* [TASK]: Produce a character-for-character copy of the data below.

Collected data:
━━━━━━━━━━
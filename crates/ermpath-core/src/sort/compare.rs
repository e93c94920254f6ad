use crate::sort::SortSpec;
use chrono::{DateTime, NaiveDate, NaiveDateTime};
use ermpath_schema::{node::Table, types::ColumnFamily};
use serde_json::{Map, Value};
use std::cmp::Ordering;

const NAIVE_FORMATS: [&str; 2] = ["%Y-%m-%dT%H:%M:%S%.f", "%Y-%m-%d %H:%M:%S%.f"];

/// Order two rows under `sort`, comparing each column by its family.
///
/// Nulls sort first ascending. Values that do not parse as their family
/// fall back to text comparison. Columns unknown to `table` compare as text.
#[must_use]
pub fn compare_rows(
    table: &Table,
    sort: &SortSpec,
    a: &Map<String, Value>,
    b: &Map<String, Value>,
) -> Ordering {
    for key in sort.iter() {
        let family = table
            .column(&key.column)
            .map_or(ColumnFamily::Text, |c| c.column_type.family());
        let left = a.get(&key.column).unwrap_or(&Value::Null);
        let right = b.get(&key.column).unwrap_or(&Value::Null);

        let ordering = compare_values(family, left, right);
        let ordering = if key.descending {
            ordering.reverse()
        } else {
            ordering
        };
        if ordering != Ordering::Equal {
            return ordering;
        }
    }

    Ordering::Equal
}

fn compare_values(family: ColumnFamily, a: &Value, b: &Value) -> Ordering {
    match (a, b) {
        (Value::Null, Value::Null) => return Ordering::Equal,
        (Value::Null, _) => return Ordering::Less,
        (_, Value::Null) => return Ordering::Greater,
        _ => {}
    }

    let typed = match family {
        ColumnFamily::Boolean => both(a, b, as_bool).map(|(x, y)| x.cmp(&y)),
        ColumnFamily::Float => both(a, b, as_float).map(|(x, y)| x.total_cmp(&y)),
        ColumnFamily::Integer => both(a, b, as_integer)
            .map(|(x, y)| x.cmp(&y))
            .or_else(|| both(a, b, as_float).map(|(x, y)| x.total_cmp(&y))),
        ColumnFamily::Temporal => both(a, b, as_instant).map(|(x, y)| x.cmp(&y)),
        ColumnFamily::Text | ColumnFamily::Unordered => None,
    };

    typed.unwrap_or_else(|| as_text(a).cmp(&as_text(b)))
}

fn both<T>(a: &Value, b: &Value, parse: impl Fn(&Value) -> Option<T>) -> Option<(T, T)> {
    Some((parse(a)?, parse(b)?))
}

fn as_text(value: &Value) -> String {
    match value {
        Value::String(s) => s.clone(),
        other => other.to_string(),
    }
}

fn as_bool(value: &Value) -> Option<bool> {
    match value {
        Value::Bool(b) => Some(*b),
        Value::String(s) => s.parse().ok(),
        _ => None,
    }
}

fn as_integer(value: &Value) -> Option<i128> {
    match value {
        Value::Number(n) => n
            .as_i64()
            .map(i128::from)
            .or_else(|| n.as_u64().map(i128::from)),
        Value::String(s) => s.trim().parse().ok(),
        _ => None,
    }
}

fn as_float(value: &Value) -> Option<f64> {
    match value {
        Value::Number(n) => n.as_f64(),
        Value::String(s) => s.trim().parse().ok(),
        _ => None,
    }
}

// Instants compare in UTC; naive timestamps and dates are taken as UTC.
fn as_instant(value: &Value) -> Option<NaiveDateTime> {
    let Value::String(s) = value else {
        return None;
    };
    let s = s.trim();

    if let Ok(dt) = DateTime::parse_from_rfc3339(s) {
        return Some(dt.naive_utc());
    }
    if let Ok(dt) = DateTime::parse_from_str(s, "%Y-%m-%d %H:%M:%S%.f%#z") {
        return Some(dt.naive_utc());
    }
    if let Some(dt) = NAIVE_FORMATS
        .iter()
        .find_map(|format| NaiveDateTime::parse_from_str(s, format).ok())
    {
        return Some(dt);
    }

    NaiveDate::parse_from_str(s, "%Y-%m-%d")
        .ok()
        .and_then(|date| date.and_hms_opt(0, 0, 0))
}
use crate::{encode, error::Error, sort::SortSpec};
use derive_more::Display;
use serde_json::{Map, Value};

const NULL_TOKEN: &str = "::null::";

///
/// PageDirection
///

#[derive(Clone, Copy, Debug, Display, Eq, Hash, PartialEq)]
pub enum PageDirection {
    #[display("after")]
    After,
    #[display("before")]
    Before,
}

///
/// PageCursor
///
/// Positional snapshot of effective-sort values. Values read back from a
/// path are strings (or null); values taken from rows keep their JSON type.
///

#[derive(Clone, Debug, Eq, PartialEq)]
pub struct PageCursor {
    pub direction: PageDirection,
    pub values: Vec<Value>,
}

impl PageCursor {
    #[must_use]
    pub const fn new(direction: PageDirection, values: Vec<Value>) -> Self {
        Self { direction, values }
    }

    /// Cursor positioned at `row` under `sort`. Missing columns read as null.
    #[must_use]
    pub fn from_row(direction: PageDirection, sort: &SortSpec, row: &Map<String, Value>) -> Self {
        let values = sort
            .iter()
            .map(|key| row.get(&key.column).cloned().unwrap_or(Value::Null))
            .collect();

        Self { direction, values }
    }

    /// Parse the inside of a `@before(...)` or `@after(...)` modifier.
    pub fn parse(direction: PageDirection, inner: &str) -> Result<Self, Error> {
        if inner.is_empty() {
            return Err(Error::invalid_page(
                format!("Paging modifier @{direction}() has no values."),
                None,
            ));
        }

        let values = inner
            .split(',')
            .map(|token| {
                if token == NULL_TOKEN {
                    Ok(Value::Null)
                } else {
                    encode::decode(token).map(Value::String)
                }
            })
            .collect::<Result<Vec<_>, _>>()?;

        Ok(Self { direction, values })
    }

    #[must_use]
    pub fn to_modifier(&self) -> String {
        let values: Vec<String> = self
            .values
            .iter()
            .map(|value| match value {
                Value::Null => NULL_TOKEN.to_string(),
                Value::String(s) => encode::component(s),
                other => encode::component(&other.to_string()),
            })
            .collect();

        format!("@{}({})", self.direction, values.join(","))
    }

    /// The cursor must carry one value per sort column.
    pub fn check_arity(&self, sort: &SortSpec) -> Result<(), Error> {
        if self.values.len() == sort.len() {
            return Ok(());
        }

        Err(Error::invalid_page(
            format!(
                "sort and {} should have the same number of columns.",
                self.direction
            ),
            None,
        ))
    }
}

/// Paging needs a non-empty sort and at most one direction. Cursor arity
/// is checked against the effective sort once the table is known.
pub fn validate_paging(
    sort: &SortSpec,
    before: Option<&PageCursor>,
    after: Option<&PageCursor>,
) -> Result<(), Error> {
    if before.is_none() && after.is_none() {
        return Ok(());
    }
    if sort.is_empty() {
        return Err(Error::invalid_page(
            "Sort modifier is required with paging.",
            None,
        ));
    }
    if before.is_some() && after.is_some() {
        return Err(Error::invalid_page(
            "Paging modifiers @before and @after cannot be used together.",
            None,
        ));
    }

    Ok(())
}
━━━━━━━━━━
* [RESULT FOR THIS TASK]:
filename crates/ermpath-core/src/sort/compare.rs
repository e93c94920254f6ad
use crate::sort::SortSpec;
use chrono::{DateTime, NaiveDate, NaiveDateTime};
use ermpath_schema::{node::Table, types::ColumnFamily};
use serde_json::{Map, Value};
use std::cmp::Ordering;

const NAIVE_FORMATS: [&str; 2] = ["%Y-%m-%dT%H:%M:%S%.f", "%Y-%m-%d %H:%M:%S%.f"];

/// Order two rows under `sort`, comparing each column by its family.
///
/// Nulls sort first ascending. Values that do not parse as their family
/// fall back to text comparison. Columns unknown to `table` compare as text.
#[must_use]
pub fn compare_rows(
    table: &Table,
    sort: &SortSpec,
    a: &Map<String, Value>,
    b: &Map<String, Value>,
) -> Ordering {
    for key in sort.iter() {
        let family = table
            .column(&key.column)
            .map_or(ColumnFamily::Text, |c| c.column_type.family());
        let left = a.get(&key.column).unwrap_or(&Value::Null);
        let right = b.get(&key.column).unwrap_or(&Value::Null);

        let ordering = compare_values(family, left, right);
        let ordering = if key.descending {
            ordering.reverse()
        } else {
            ordering
        };
        if ordering != Ordering::Equal {
            return ordering;
        }
    }

    Ordering::Equal
}

fn compare_values(family: ColumnFamily, a: &Value, b: &Value) -> Ordering {
    match (a, b) {
        (Value::Null, Value::Null) => return Ordering::Equal,
        (Value::Null, _) => return Ordering::Less,
        (_, Value::Null) => return Ordering::Greater,
        _ => {}
    }

    let typed = match family {
        ColumnFamily::Boolean => both(a, b, as_bool).map(|(x, y)| x.cmp(&y)),
        ColumnFamily::Float => both(a, b, as_float).map(|(x, y)| x.total_cmp(&y)),
        ColumnFamily::Integer => both(a, b, as_integer)
            .map(|(x, y)| x.cmp(&y))
            .or_else(|| both(a, b, as_float).map(|(x, y)| x.total_cmp(&y))),
        ColumnFamily::Temporal => both(a, b, as_instant).map(|(x, y)| x.cmp(&y)),
        ColumnFamily::Text | ColumnFamily::Unordered => None,
    };

    typed.unwrap_or_else(|| as_text(a).cmp(&as_text(b)))
}

fn both<T>(a: &Value, b: &Value, parse: impl Fn(&Value) -> Option<T>) -> Option<(T, T)> {
    Some((parse(a)?, parse(b)?))
}

fn as_text(value: &Value) -> String {
    match value {
        Value::String(s) => s.clone(),
        other => other.to_string(),
    }
}

fn as_bool(value: &Value) -> Option<bool> {
    match value {
        Value::Bool(b) => Some(*b),
        Value::String(s) => s.parse().ok(),
        _ => None,
    }
}

fn as_integer(value: &Value) -> Option<i128> {
    match value {
        Value::Number(n) => n
            .as_i64()
            .map(i128::from)
            .or_else(|| n.as_u64().map(i128::from)),
        Value::String(s) => s.trim().parse().ok(),
        _ => None,
    }
}

fn as_float(value: &Value) -> Option<f64> {
    match value {
        Value::Number(n) => n.as_f64(),
        Value::String(s) => s.trim().parse().ok(),
        _ => None,
    }
}

// Instants compare in UTC; naive timestamps and dates are taken as UTC.
fn as_instant(value: &Value) -> Option<NaiveDateTime> {
    let Value::String(s) = value else {
        return None;
    };
    let s = s.trim();

    if let Ok(dt) = DateTime::parse_from_rfc3339(s) {
        return Some(dt.naive_utc());
    }
    if let Ok(dt) = DateTime::parse_from_str(s, "%Y-%m-%d %H:%M:%S%.f%#z") {
        return Some(dt.naive_utc());
    }
    if let Some(dt) = NAIVE_FORMATS
        .iter()
        .find_map(|format| NaiveDateTime::parse_from_str(s, format).ok())
    {
        return Some(dt);
    }

    NaiveDate::parse_from_str(s, "%Y-%m-%d")
        .ok()
        .and_then(|date| date.and_hms_opt(0, 0, 0))
}
use crate::{encode, error::Error, sort::SortSpec};
use derive_more::Display;
use serde_json::{Map, Value};

const NULL_TOKEN: &str = "::null::";

///
/// PageDirection
///

#[derive(Clone, Copy, Debug, Display, Eq, Hash, PartialEq)]
pub enum PageDirection {
    #[display("after")]
    After,
    #[display("before")]
    Before,
}

///
/// PageCursor
///
/// Positional snapshot of effective-sort values. Values read back from a
/// path are strings (or null); values taken from rows keep their JSON type.
///

#[derive(Clone, Debug, Eq, PartialEq)]
pub struct PageCursor {
    pub direction: PageDirection,
    pub values: Vec<Value>,
}

impl PageCursor {
    #[must_use]
    pub const fn new(direction: PageDirection, values: Vec<Value>) -> Self {
        Self { direction, values }
    }

    /// Cursor positioned at `row` under `sort`. Missing columns read as null.
    #[must_use]
    pub fn from_row(direction: PageDirection, sort: &SortSpec, row: &Map<String, Value>) -> Self {
        let values = sort
            .iter()
            .map(|key| row.get(&key.column).cloned().unwrap_or(Value::Null))
            .collect();

        Self { direction, values }
    }

    /// Parse the inside of a `@before(...)` or `@after(...)` modifier.
    pub fn parse(direction: PageDirection, inner: &str) -> Result<Self, Error> {
        if inner.is_empty() {
            return Err(Error::invalid_page(
                format!("Paging modifier @{direction}() has no values."),
                None,
            ));
        }

        let values = inner
            .split(',')
            .map(|token| {
                if token == NULL_TOKEN {
                    Ok(Value::Null)
                } else {
                    encode::decode(token).map(Value::String)
                }
            })
            .collect::<Result<Vec<_>, _>>()?;

        Ok(Self { direction, values })
    }

    #[must_use]
    pub fn to_modifier(&self) -> String {
        let values: Vec<String> = self
            .values
            .iter()
            .map(|value| match value {
                Value::Null => NULL_TOKEN.to_string(),
                Value::String(s) => encode::component(s),
                other => encode::component(&other.to_string()),
            })
            .collect();

        format!("@{}({})", self.direction, values.join(","))
    }

    /// The cursor must carry one value per sort column.
    pub fn check_arity(&self, sort: &SortSpec) -> Result<(), Error> {
        if self.values.len() == sort.len() {
            return Ok(());
        }

        Err(Error::invalid_page(
            format!(
                "sort and {} should have the same number of columns.",
                self.direction
            ),
            None,
        ))
    }
}

/// Paging needs a non-empty sort and at most one direction. Cursor arity
/// is checked against the effective sort once the table is known.
pub fn validate_paging(
    sort: &SortSpec,
    before: Option<&PageCursor>,
    after: Option<&PageCursor>,
) -> Result<(), Error> {
    if before.is_none() && after.is_none() {
        return Ok(());
    }
    if sort.is_empty() {
        return Err(Error::invalid_page(
            "Sort modifier is required with paging.",
            None,
        ));
    }
    if before.is_some() && after.is_some() {
        return Err(Error::invalid_page(
            "Paging modifiers @before and @after cannot be used together.",
            None,
        ));
    }

    Ok(())
}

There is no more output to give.